Records contained in a dataset:
*****
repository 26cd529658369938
//! Shared fakes for rigstream-ingest integration tests
#![allow(dead_code)]

use async_trait::async_trait;
use futures::stream;
use rigstream_common::db::init_database;
use rigstream_common::{DerivedFields, DrillingEvent, RawSample};
use rigstream_ingest::analyzer::{AnalysisError, Analyzer};
use rigstream_ingest::store::{EventStore, EventStream, SqliteEventStore, StoreError};
use std::sync::atomic::{AtomicBool, AtomicUsize, Ordering};
use std::sync::{Arc, Mutex};
use std::time::Duration;

/// A sample every analyzer in these tests accepts
pub fn sample(bit_depth: f64) -> RawSample {
    RawSample {
        bit_depth,
        wob: 18.5,
        rpm: 120.0,
        torque: 11.25,
        flow_rate: 620.0,
        mud_density: 10.4,
        annular_pressure: 1410.0,
    }
}

/// Derived fields with the first `count` alerts raised
pub fn derived_with_alerts(count: usize) -> DerivedFields {
    DerivedFields {
        predicted_rop: 33.5,
        mechanical_sticking: count > 0,
        differential_sticking: count > 1,
        hole_cleaning: count > 2,
        mud_loss: count > 3,
    }
}

/// Returns the same derived fields for every sample and counts calls
pub struct FixedAnalyzer {
    derived: DerivedFields,
    calls: AtomicUsize,
}

impl FixedAnalyzer {
    pub fn new(derived: DerivedFields) -> Arc<Self> {
        Arc::new(Self {
            derived,
            calls: AtomicUsize::new(0),
        })
    }

    pub fn calls(&self) -> usize {
        self.calls.load(Ordering::SeqCst)
    }
}

impl Analyzer for FixedAnalyzer {
    fn name(&self) -> &'static str {
        "fixed"
    }

    fn analyze(&self, _sample: &RawSample) -> Result<DerivedFields, AnalysisError> {
        self.calls.fetch_add(1, Ordering::SeqCst);
        Ok(self.derived)
    }
}

/// Always rejects
pub struct FailingAnalyzer;

impl Analyzer for FailingAnalyzer {
    fn name(&self) -> &'static str {
        "failing"
    }

    fn analyze(&self, _sample: &RawSample) -> Result<DerivedFields, AnalysisError> {
        Err(AnalysisError::Rejected("sensor model unavailable".to_string()))
    }
}

/// Blocks longer than any test timeout
pub struct SlowAnalyzer(pub Duration);

impl Analyzer for SlowAnalyzer {
    fn name(&self) -> &'static str {
        "slow"
    }

    fn analyze(&self, _sample: &RawSample) -> Result<DerivedFields, AnalysisError> {
        std::thread::sleep(self.0);
        Ok(DerivedFields::default())
    }
}

/// Panics on every call
pub struct PanickingAnalyzer;

impl Analyzer for PanickingAnalyzer {
    fn name(&self) -> &'static str {
        "panicking"
    }

    fn analyze(&self, _sample: &RawSample) -> Result<DerivedFields, AnalysisError> {
        panic!("analyzer bug");
    }
}

/// Produces a NaN rate of penetration
pub struct NanAnalyzer;

impl Analyzer for NanAnalyzer {
    fn name(&self) -> &'static str {
        "nan"
    }

    fn analyze(&self, _sample: &RawSample) -> Result<DerivedFields, AnalysisError> {
        Ok(DerivedFields {
            predicted_rop: f64::NAN,
            ..Default::default()
        })
    }
}

/// In-memory store whose writes can be made to fail
#[derive(Default)]
pub struct MemoryStore {
    events: Mutex<Vec<DrillingEvent>>,
    fail_writes: AtomicBool,
}

impl MemoryStore {
    pub fn new() -> Arc<Self> {
        Arc::new(Self::default())
    }

    pub fn fail_writes(&self, fail: bool) {
        self.fail_writes.store(fail, Ordering::SeqCst);
    }

    pub fn len(&self) -> usize {
        self.events.lock().unwrap().len()
    }

    pub fn seed(&self, event: DrillingEvent) {
        self.events.lock().unwrap().push(event);
    }
}

#[async_trait]
impl EventStore for MemoryStore {
    async fn append(&self, event: &DrillingEvent) -> Result<(), StoreError> {
        if self.fail_writes.load(Ordering::SeqCst) {
            return Err(StoreError::WriteFailed("disk full".to_string()));
        }
        self.events.lock().unwrap().push(event.clone());
        Ok(())
    }

    async fn recent(&self, limit: u32) -> Result<Vec<DrillingEvent>, StoreError> {
        let events = self.events.lock().unwrap();
        Ok(events.iter().rev().take(limit as usize).cloned().collect())
    }

    fn all(&self) -> EventStream {
        let events: Vec<_> = self.events.lock().unwrap().iter().rev().cloned().collect();
        Box::pin(stream::iter(events.into_iter().map(Ok)))
    }
}

/// In-memory store whose appends wait while the gate is held
#[derive(Default)]
pub struct GatedStore {
    inner: MemoryStore,
    gate: tokio::sync::Mutex<()>,
}

impl GatedStore {
    pub fn new() -> Arc<Self> {
        Arc::new(Self::default())
    }

    /// Appends block until the returned guard is dropped
    pub async fn hold(&self) -> tokio::sync::MutexGuard<'_, ()> {
        self.gate.lock().await
    }

    pub fn len(&self) -> usize {
        self.inner.len()
    }
}

#[async_trait]
impl EventStore for GatedStore {
    async fn append(&self, event: &DrillingEvent) -> Result<(), StoreError> {
        let _open = self.gate.lock().await;
        self.inner.append(event).await
    }

    async fn recent(&self, limit: u32) -> Result<Vec<DrillingEvent>, StoreError> {
        self.inner.recent(limit).await
    }

    fn all(&self) -> EventStream {
        self.inner.all()
    }
}

/// SQLite store in a fresh temporary directory
pub async fn sqlite_store() -> (tempfile::TempDir, Arc<SqliteEventStore>) {
    let dir = tempfile::tempdir().unwrap();
    let pool = init_database(&dir.path().join("drilling_data.db"))
        .await
        .unwrap();
    (dir, Arc::new(SqliteEventStore::new(pool)))
}
//! Server-Sent Events (SSE) live feed
//!
//! Each connection is one registry subscriber. Closing the connection drops
//! the subscription, which removes it from the registry.

use crate::AppState;
use axum::{
    extract::State,
    response::sse::{Event, KeepAlive, Sse},
};
use futures::stream::{Stream, StreamExt};
use std::convert::Infallible;
use std::time::Duration;
use tracing::{debug, warn};

/// SSE event name for drilling events
pub const DRILLING_EVENT: &str = "drilling_event";

/// GET /events - live feed of enriched drilling events
pub async fn event_stream(
    State(state): State<AppState>,
) -> Sse<impl Stream<Item = Result<Event, Infallible>>> {
    let subscription = state.registry.join();
    debug!(subscriber = %subscription.id(), "New SSE client connected");

    let stream = subscription.filter_map(|event| async move {
        match Event::default().event(DRILLING_EVENT).json_data(&*event) {
            Ok(sse_event) => Some(Ok(sse_event)),
            Err(e) => {
                warn!("Failed to serialize drilling event: {}", e);
                None
            }
        }
    });

    Sse::new(stream).keep_alive(
        KeepAlive::new()
            .interval(Duration::from_secs(15))
            .text("keep-alive"),
    )
}
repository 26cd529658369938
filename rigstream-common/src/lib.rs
//! # RigStream Common Library
//!
//! Shared code for the RigStream services including:
//! - Drilling telemetry model (samples, derived fields, events, priority)
//! - Configuration loading and root folder resolution
//! - Database initialization
//! - Timestamp encoding

pub mod config;
pub mod db;
pub mod error;
pub mod events;
pub mod time;

pub use error::{Error, Result};
pub use events::{Alert, DerivedFields, DrillingEvent, LiveEvent, Priority, RawSample};
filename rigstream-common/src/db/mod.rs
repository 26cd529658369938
//! Database initialization and schema

pub mod init;

pub use init::*;
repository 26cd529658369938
//! Event Store: append-only durable log of enriched samples
//!
//! `append` is the only mutator. Reads return events newest first, ordered
//! by timestamp with insertion order breaking ties.

use async_trait::async_trait;
use futures::stream::BoxStream;
use rigstream_common::DrillingEvent;
use thiserror::Error;

mod sqlite;

pub use sqlite::SqliteEventStore;

/// Lazily produced sequence of stored events, newest first
pub type EventStream = BoxStream<'static, Result<DrillingEvent, StoreError>>;

/// Event store errors
#[derive(Debug, Clone, Error)]
pub enum StoreError {
    /// The event could not be durably written
    #[error("write failed: {0}")]
    WriteFailed(String),

    /// Stored events could not be read
    #[error("read failed: {0}")]
    ReadFailed(String),

    /// A stored row could not be decoded
    #[error("corrupt row: {0}")]
    Corrupt(String),
}

/// Durable, append-only storage of drilling events
///
/// Implementations serialize concurrent appends internally. Once `append`
/// returns `Ok`, the event is visible to every later read.
#[async_trait]
pub trait EventStore: Send + Sync {
    async fn append(&self, event: &DrillingEvent) -> Result<(), StoreError>;

    /// Up to `limit` most recent events, newest first (empty on an empty store)
    async fn recent(&self, limit: u32) -> Result<Vec<DrillingEvent>, StoreError>;

    /// Every stored event, newest first, streamed rather than buffered
    fn all(&self) -> EventStream;
}
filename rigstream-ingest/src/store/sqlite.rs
//! SQLite-backed event store

use super::{EventStore, EventStream, StoreError};
use async_trait::async_trait;
use futures::StreamExt;
use rigstream_common::time::{format_timestamp, parse_timestamp};
use rigstream_common::{DerivedFields, DrillingEvent, RawSample};
use sqlx::SqlitePool;
use tokio::sync::Mutex;
use tracing::trace;

const INSERT_EVENT: &str = r#"
    INSERT INTO drilling_events (
        timestamp, bit_depth, wobs, rpm, torque, flow_rate, mud_density,
        annular_pressure, predicted_rop, mechanical_sticking_alert,
        differential_sticking_alert, hole_cleaning_alert, mud_loss_alert
    ) VALUES (?, ?, ?, ?, ?, ?, ?, ?, ?, ?, ?, ?, ?)
"#;

const SELECT_RECENT: &str = r#"
    SELECT timestamp, bit_depth, wobs, rpm, torque, flow_rate, mud_density,
           annular_pressure, predicted_rop, mechanical_sticking_alert,
           differential_sticking_alert, hole_cleaning_alert, mud_loss_alert
    FROM drilling_events
    ORDER BY timestamp DESC, rowid DESC
    LIMIT ?
"#;

const SELECT_ALL: &str = r#"
    SELECT timestamp, bit_depth, wobs, rpm, torque, flow_rate, mud_density,
           annular_pressure, predicted_rop, mechanical_sticking_alert,
           differential_sticking_alert, hole_cleaning_alert, mud_loss_alert
    FROM drilling_events
    ORDER BY timestamp DESC, rowid DESC
"#;

/// One `drilling_events` row in column order
type EventRow = (
    String,
    f64,
    f64,
    f64,
    f64,
    f64,
    f64,
    f64,
    f64,
    bool,
    bool,
    bool,
    bool,
);

fn row_to_event(row: EventRow) -> Result<DrillingEvent, StoreError> {
    let (
        timestamp,
        bit_depth,
        wob,
        rpm,
        torque,
        flow_rate,
        mud_density,
        annular_pressure,
        predicted_rop,
        mechanical_sticking,
        differential_sticking,
        hole_cleaning,
        mud_loss,
    ) = row;

    let timestamp = parse_timestamp(&timestamp).map_err(|e| StoreError::Corrupt(e.to_string()))?;

    Ok(DrillingEvent::new(
        timestamp,
        RawSample {
            bit_depth,
            wob,
            rpm,
            torque,
            flow_rate,
            mud_density,
            annular_pressure,
        },
        DerivedFields {
            predicted_rop,
            mechanical_sticking,
            differential_sticking,
            hole_cleaning,
            mud_loss,
        },
    ))
}

/// Event store over the `drilling_events` table
pub struct SqliteEventStore {
    pool: SqlitePool,
    /// Serializes appends from concurrent callers
    write_lock: Mutex<()>,
}

impl SqliteEventStore {
    /// Wrap a pool whose schema was created by `rigstream_common::db::init_database`
    pub fn new(pool: SqlitePool) -> Self {
        Self {
            pool,
            write_lock: Mutex::new(()),
        }
    }

    pub fn pool(&self) -> &SqlitePool {
        &self.pool
    }
}

#[async_trait]
impl EventStore for SqliteEventStore {
    async fn append(&self, event: &DrillingEvent) -> Result<(), StoreError> {
        let _guard = self.write_lock.lock().await;

        let sample = &event.sample;
        let derived = &event.derived;
        sqlx::query(INSERT_EVENT)
            .bind(format_timestamp(&event.timestamp))
            .bind(sample.bit_depth)
            .bind(sample.wob)
            .bind(sample.rpm)
            .bind(sample.torque)
            .bind(sample.flow_rate)
            .bind(sample.mud_density)
            .bind(sample.annular_pressure)
            .bind(derived.predicted_rop)
            .bind(derived.mechanical_sticking)
            .bind(derived.differential_sticking)
            .bind(derived.hole_cleaning)
            .bind(derived.mud_loss)
            .execute(&self.pool)
            .await
            .map_err(|e| StoreError::WriteFailed(e.to_string()))?;

        trace!("Appended event at {}", format_timestamp(&event.timestamp));
        Ok(())
    }

    async fn recent(&self, limit: u32) -> Result<Vec<DrillingEvent>, StoreError> {
        if limit == 0 {
            return Ok(Vec::new());
        }

        let rows = sqlx::query_as::<_, EventRow>(SELECT_RECENT)
            .bind(i64::from(limit))
            .fetch_all(&self.pool)
            .await
            .map_err(|e| StoreError::ReadFailed(e.to_string()))?;

        rows.into_iter().map(row_to_event).collect()
    }

    fn all(&self) -> EventStream {
        let pool = self.pool.clone();
        Box::pin(async_stream::stream! {
            let mut rows = sqlx::query_as::<_, EventRow>(SELECT_ALL).fetch(&pool);
            while let Some(row) = rows.next().await {
                let event = row
                    .map_err(|e| StoreError::ReadFailed(e.to_string()))
                    .and_then(row_to_event);
                let failed = event.is_err();
                yield event;
                if failed {
                    break;
                }
            }
        })
    }
}
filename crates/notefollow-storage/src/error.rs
use std::path::PathBuf;

use notefollow_core::CoreError;
use thiserror::Error;

#[derive(Debug, Error)]
pub enum StorageError {
    #[error("storage I/O failed for {path}: {source}")]
    Io {
        path: PathBuf,
        #[source]
        source: std::io::Error,
    },

    #[error("invalid storage key \"{0}\"")]
    InvalidKey(String),

    /// The stored blob exists but no longer decodes as a dataset.
    #[error("stored dataset is unreadable: {0}")]
    Corrupt(#[source] CoreError),

    #[error("failed to encode dataset: {0}")]
    Encode(#[source] CoreError),

    #[error("in-memory store lock poisoned")]
    Poisoned,
}
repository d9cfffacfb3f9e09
use notefollow_core::{codec, Dataset};

use crate::error::StorageError;
use crate::kv::KeyValueStore;

/// Key the dataset blob lives under.
pub const STORAGE_KEY: &str = "note-follower-data";

/// Loads and saves the single tracked dataset.
#[derive(Debug)]
pub struct DatasetRepository<S> {
    store: S,
}

impl<S: KeyValueStore> DatasetRepository<S> {
    pub fn new(store: S) -> Self {
        Self { store }
    }

    pub fn store(&self) -> &S {
        &self.store
    }

    /// Returns `None` when nothing is being tracked yet.
    ///
    /// # Errors
    ///
    /// Returns [`StorageError::Corrupt`] if the stored blob no longer decodes,
    /// or the store's own error if it cannot be read.
    pub fn load(&self) -> Result<Option<Dataset>, StorageError> {
        let Some(bytes) = self.store.get(STORAGE_KEY)? else {
            return Ok(None);
        };
        let dataset = codec::deserialize(&bytes).map_err(|e| {
            tracing::error!(error = %e, "stored dataset failed to decode");
            StorageError::Corrupt(e)
        })?;
        Ok(Some(dataset))
    }

    /// Replaces the stored dataset.
    ///
    /// # Errors
    ///
    /// Returns [`StorageError`] if encoding or writing fails; the previous
    /// dataset is then left in place.
    pub fn save(&self, dataset: &Dataset) -> Result<(), StorageError> {
        let bytes = codec::serialize(dataset).map_err(StorageError::Encode)?;
        self.store.set(STORAGE_KEY, &bytes)?;
        tracing::debug!(
            creator_id = %dataset.creator_id,
            records = dataset.records.len(),
            "saved dataset"
        );
        Ok(())
    }

    /// Irreversibly discards the stored dataset.
    ///
    /// # Errors
    ///
    /// Returns [`StorageError`] if the store cannot remove it.
    pub fn clear(&self) -> Result<(), StorageError> {
        self.store.remove(STORAGE_KEY)?;
        tracing::info!("cleared stored dataset");
        Ok(())
    }
}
*****
What the exercise asks:
Above are lines of data; count those that hold "warn" and answer with the number only.

Reply:
2